*** Opening Records shown ***

// crates/promstore-core/tests/ingestion.rs
// ============================================================================
// Module: Ingestion Tests
// Description: Tests for batch ingestion accounting and failure isolation.
// ============================================================================
//! ## Overview
//! Validates exact sample accounting for mixed valid and invalid input,
//! bit-exact storage of special float values, cancellation, connection
//! exhaustion, and per-metric failure isolation.

#![allow(
    clippy::panic,
    clippy::print_stdout,
    clippy::print_stderr,
    clippy::unwrap_used,
    clippy::expect_used,
    clippy::use_debug,
    clippy::dbg_macro,
    clippy::panic_in_result_fn,
    clippy::unwrap_in_result,
    reason = "Test-only output and panic-based assertions are permitted."
)]

use std::sync::Arc;
use std::sync::Mutex;
use std::time::Duration;

use promstore_core::Adapter;
use promstore_core::AdapterConfig;
use promstore_core::AdapterMetrics;
use promstore_core::CatalogCacheConfig;
use promstore_core::InMemoryStore;
use promstore_core::IngestConfig;
use promstore_core::IngestError;
use promstore_core::Label;
use promstore_core::LeaderConfig;
use promstore_core::ManualClock;
use promstore_core::MetadataEntry;
use promstore_core::MetricName;
use promstore_core::MetricType;
use promstore_core::ProvisionerConfig;
use promstore_core::RawSample;
use promstore_core::RelationName;
use promstore_core::RequestContext;
use promstore_core::RetryPolicy;
use promstore_core::StoreError;
use promstore_core::TimeRange;
use promstore_core::TimeSeries;
use promstore_core::TracingCacheLogger;
use promstore_core::WriteRequest;
use promstore_core::runtime::FailureKind;
use promstore_core::telemetry::CounterKind;
use promstore_core::telemetry::DurationKind;

// ============================================================================
// SECTION: Helpers
// ============================================================================

/// Metrics sink that records counter totals.
#[derive(Default)]
struct RecordingMetrics {
    /// Recorded counter increments.
    counts: Mutex<Vec<(CounterKind, u64)>>,
}

impl RecordingMetrics {
    fn total(&self, kind: CounterKind) -> u64 {
        self.counts
            .lock()
            .unwrap()
            .iter()
            .filter(|(recorded, _)| *recorded == kind)
            .map(|(_, value)| value)
            .sum()
    }
}

impl AdapterMetrics for RecordingMetrics {
    fn record_count(&self, kind: CounterKind, value: u64) {
        self.counts.lock().unwrap().push((kind, value));
    }

    fn observe_duration(&self, _kind: DurationKind, _elapsed: Duration) {}

    fn set_leader(&self, _leading: bool) {}
}

fn adapter_with(
    store: &Arc<InMemoryStore>,
    metrics: Arc<dyn AdapterMetrics>,
    retry: RetryPolicy,
) -> Adapter<InMemoryStore> {
    let config = AdapterConfig {
        cache: CatalogCacheConfig::default(),
        provisioner: ProvisionerConfig::default(),
        ingest: IngestConfig {
            retry,
            default_timeout: None,
        },
        leader: LeaderConfig::new("ingestion-tests", "holder-a"),
    };
    let adapter = Adapter::new(
        Arc::clone(store),
        config,
        metrics,
        Arc::new(TracingCacheLogger),
        Arc::new(ManualClock::new(1_700_000_000_000)),
    )
    .unwrap();
    adapter.arbiter().tick().unwrap();
    adapter
}

fn leading_adapter(store: &Arc<InMemoryStore>) -> Adapter<InMemoryStore> {
    adapter_with(store, Arc::new(RecordingMetrics::default()), RetryPolicy::no_retry())
}

fn series(metric: &str, labels: &[(&str, &str)], samples: &[(i64, f64)]) -> TimeSeries {
    let mut all = vec![Label::new("__name__", metric)];
    all.extend(labels.iter().map(|(name, value)| Label::new(*name, *value)));
    TimeSeries {
        labels: all,
        samples: samples.iter().map(|(ts, value)| RawSample::new(*ts, *value)).collect(),
    }
}

fn write(timeseries: Vec<TimeSeries>) -> WriteRequest {
    WriteRequest {
        timeseries,
        metadata: Vec::new(),
    }
}

fn metric(raw: &str) -> MetricName {
    MetricName::new(raw).unwrap()
}

// ============================================================================
// SECTION: Accounting
// ============================================================================

#[test]
fn valid_and_invalid_series_are_counted_exactly() {
    let store = Arc::new(InMemoryStore::new());
    let metrics = Arc::new(RecordingMetrics::default());
    let adapter =
        adapter_with(&store, Arc::clone(&metrics) as Arc<dyn AdapterMetrics>, RetryPolicy::no_retry());

    let missing_name = TimeSeries {
        labels: vec![Label::new("job", "api")],
        samples: vec![RawSample::new(1_000, 1.0), RawSample::new(2_000, 2.0)],
    };
    let duplicate_label = TimeSeries {
        labels: vec![
            Label::new("__name__", "dupes"),
            Label::new("job", "a"),
            Label::new("job", "b"),
        ],
        samples: vec![RawSample::new(1_000, 1.0)],
    };
    let request = write(vec![
        series("requests", &[("code", "200")], &[(1_000, 1.0), (2_000, 2.0), (3_000, 3.0)]),
        missing_name,
        series("latency", &[], &[(1_000, 0.25), (i64::MAX, 0.5)]),
        duplicate_label,
    ]);

    let report = adapter.ingest(&RequestContext::new(), request).unwrap();
    assert_eq!(report.samples_received, 8);
    assert_eq!(report.samples_inserted, 4);
    assert_eq!(report.samples_failed, 4);
    assert!(report.metric_failures.is_empty());
    assert_eq!(metrics.total(CounterKind::ReceivedSamples), 8);
    assert_eq!(metrics.total(CounterKind::IngestedSamples), 4);
    assert_eq!(metrics.total(CounterKind::FailedSamples), 4);
    assert_eq!(metrics.total(CounterKind::InvalidWriteRequests), 0);
}

#[test]
fn fully_invalid_request_is_flagged() {
    let store = Arc::new(InMemoryStore::new());
    let metrics = Arc::new(RecordingMetrics::default());
    let adapter =
        adapter_with(&store, Arc::clone(&metrics) as Arc<dyn AdapterMetrics>, RetryPolicy::no_retry());
    let request = write(vec![TimeSeries {
        labels: vec![Label::new("bad-label", "x")],
        samples: vec![RawSample::new(1_000, 1.0)],
    }]);
    let report = adapter.ingest(&RequestContext::new(), request).unwrap();
    assert_eq!(report.samples_failed, 1);
    assert_eq!(metrics.total(CounterKind::InvalidWriteRequests), 1);
}

#[test]
fn empty_request_is_accepted() {
    let store = Arc::new(InMemoryStore::new());
    let adapter = leading_adapter(&store);
    let report = adapter.ingest(&RequestContext::new(), WriteRequest::default()).unwrap();
    assert_eq!(report.samples_received, 0);
    assert_eq!(report.samples_inserted, 0);
}

#[test]
fn special_float_values_round_trip_bit_exact() {
    let store = Arc::new(InMemoryStore::new());
    let adapter = leading_adapter(&store);
    let payload_nan = f64::from_bits(0x7ff8_0000_0000_0001);
    let values = [f64::NAN, payload_nan, f64::INFINITY, f64::NEG_INFINITY, -0.0, f64::MIN_POSITIVE];
    let samples: Vec<_> = values
        .iter()
        .enumerate()
        .map(|(index, value)| (i64::try_from(index).unwrap() * 1_000, *value))
        .collect();
    adapter
        .ingest(&RequestContext::new(), write(vec![series("weird_values", &[], &samples)]))
        .unwrap();

    let read = adapter
        .read_series(&RequestContext::new(), &metric("weird_values"), TimeRange::all())
        .unwrap();
    let stored: Vec<u64> = read[0].samples.iter().map(|sample| sample.value.to_bits()).collect();
    let expected: Vec<u64> = values.iter().map(|value| value.to_bits()).collect();
    assert_eq!(stored, expected);
}

#[test]
fn reads_respect_time_range() {
    let store = Arc::new(InMemoryStore::new());
    let adapter = leading_adapter(&store);
    adapter
        .ingest(
            &RequestContext::new(),
            write(vec![series("temp", &[], &[(3_000, 3.0), (1_000, 1.0), (2_000, 2.0)])]),
        )
        .unwrap();
    let range = TimeRange::new(1_500, 3_000).unwrap();
    let read = adapter.read_series(&RequestContext::new(), &metric("temp"), range).unwrap();
    let timestamps: Vec<i64> = read[0].samples.iter().map(|sample| sample.timestamp_ms).collect();
    assert_eq!(timestamps, vec![2_000, 3_000]);
    assert!(adapter.read_series(&RequestContext::new(), &metric("never_written"), range).unwrap().is_empty());
}

#[test]
fn metadata_is_upserted() {
    let store = Arc::new(InMemoryStore::new());
    let adapter = leading_adapter(&store);
    let entry = MetadataEntry {
        metric_name: metric("requests_total"),
        metric_type: MetricType::Counter,
        unit: "requests".to_string(),
        help: "Total requests.".to_string(),
    };
    let request = WriteRequest {
        timeseries: Vec::new(),
        metadata: vec![entry.clone()],
    };
    let report = adapter.ingest(&RequestContext::new(), request).unwrap();
    assert_eq!(report.metadata_inserted, 1);
    assert_eq!(adapter.metadata(&metric("requests_total")).unwrap(), Some(entry));
}

// ============================================================================
// SECTION: Failure Handling
// ============================================================================

#[test]
fn cancelled_request_counts_unwritten_samples_as_failed() {
    let store = Arc::new(InMemoryStore::new());
    let adapter = leading_adapter(&store);
    let ctx = RequestContext::new();
    ctx.cancel();
    let failure = adapter
        .ingest(&ctx, write(vec![series("a", &[], &[(1_000, 1.0)]), series("b", &[], &[(1_000, 1.0)])]))
        .unwrap_err();
    assert!(matches!(failure.error, IngestError::Interrupted(_)));
    assert_eq!(failure.report.samples_inserted, 0);
    assert_eq!(failure.report.samples_failed, 2);
}

#[test]
fn expired_deadline_is_reported_as_interrupted() {
    let store = Arc::new(InMemoryStore::new());
    let adapter = leading_adapter(&store);
    let ctx = RequestContext::with_timeout(Duration::ZERO);
    let failure =
        adapter.ingest(&ctx, write(vec![series("a", &[], &[(1_000, 1.0)])])).unwrap_err();
    assert!(matches!(failure.error, IngestError::Interrupted(_)));
    assert_eq!(failure.report.samples_failed, 1);
}

#[test]
fn storage_failure_is_isolated_to_one_metric() {
    let store = Arc::new(InMemoryStore::new());
    let adapter = leading_adapter(&store);
    store.inject_insert_failures(vec![StoreError::Io("disk full".to_string())]).unwrap();

    let failure = adapter
        .ingest(
            &RequestContext::new(),
            write(vec![
                series("alpha", &[], &[(1_000, 1.0), (2_000, 2.0)]),
                series("beta", &[], &[(1_000, 1.0)]),
            ]),
        )
        .unwrap_err();
    assert!(matches!(failure.error, IngestError::MetricGroups { failed: 1 }));
    assert_eq!(failure.report.samples_inserted, 1);
    assert_eq!(failure.report.samples_failed, 2);
    let failed = &failure.report.metric_failures[0];
    assert_eq!(failed.metric, metric("alpha"));
    assert_eq!(failed.kind, FailureKind::Storage);
    assert!(!failed.retryable);
    assert_eq!(store.sample_count(&RelationName::data("beta")).unwrap(), 1);
}

#[test]
fn transient_failures_are_retried() {
    let store = Arc::new(InMemoryStore::new());
    let policy = RetryPolicy {
        max_attempts: 3,
        base_backoff: Duration::from_millis(1),
        max_backoff: Duration::from_millis(2),
    };
    let adapter = adapter_with(&store, Arc::new(RecordingMetrics::default()), policy);
    store
        .inject_insert_failures(vec![
            StoreError::Busy("locked".to_string()),
            StoreError::Busy("locked".to_string()),
        ])
        .unwrap();
    let report = adapter
        .ingest(&RequestContext::new(), write(vec![series("gamma", &[], &[(1_000, 1.0)])]))
        .unwrap();
    assert_eq!(report.samples_inserted, 1);
}

#[test]
fn exhausted_connections_abort_the_request() {
    let store = Arc::new(InMemoryStore::new());
    let adapter = leading_adapter(&store);
    adapter
        .ingest(
            &RequestContext::new(),
            write(vec![series("first", &[], &[(1_000, 1.0)]), series("second", &[], &[(1_000, 1.0)])]),
        )
        .unwrap();
    store
        .inject_insert_failures(vec![StoreError::Exhausted {
            message: "pool empty".to_string(),
            retry_after_ms: 500,
        }])
        .unwrap();

    let failure = adapter
        .ingest(
            &RequestContext::new(),
            write(vec![
                series("first", &[], &[(2_000, 1.0)]),
                series("second", &[], &[(2_000, 1.0), (3_000, 1.0)]),
            ]),
        )
        .unwrap_err();
    assert!(matches!(failure.error, IngestError::ResourceExhausted(_)));
    assert!(failure.error.is_retryable());
    assert_eq!(failure.report.samples_inserted, 0);
    assert_eq!(failure.report.samples_failed, 3);
}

*** Closing Records shown ***

### Action item:
Word for word, reproduce the listing above from its start up to and including the line that has "use std::sync::Mutex;". Give only those lines.

### Completed exercise:
// crates/promstore-core/tests/ingestion.rs
// ============================================================================
// Module: Ingestion Tests
// Description: Tests for batch ingestion accounting and failure isolation.
// ============================================================================
//! ## Overview
//! Validates exact sample accounting for mixed valid and invalid input,
//! bit-exact storage of special float values, cancellation, connection
//! exhaustion, and per-metric failure isolation.

#![allow(
    clippy::panic,
    clippy::print_stdout,
    clippy::print_stderr,
    clippy::unwrap_used,
    clippy::expect_used,
    clippy::use_debug,
    clippy::dbg_macro,
    clippy::panic_in_result_fn,
    clippy::unwrap_in_result,
    reason = "Test-only output and panic-based assertions are permitted."
)]

use std::sync::Arc;
use std::sync::Mutex;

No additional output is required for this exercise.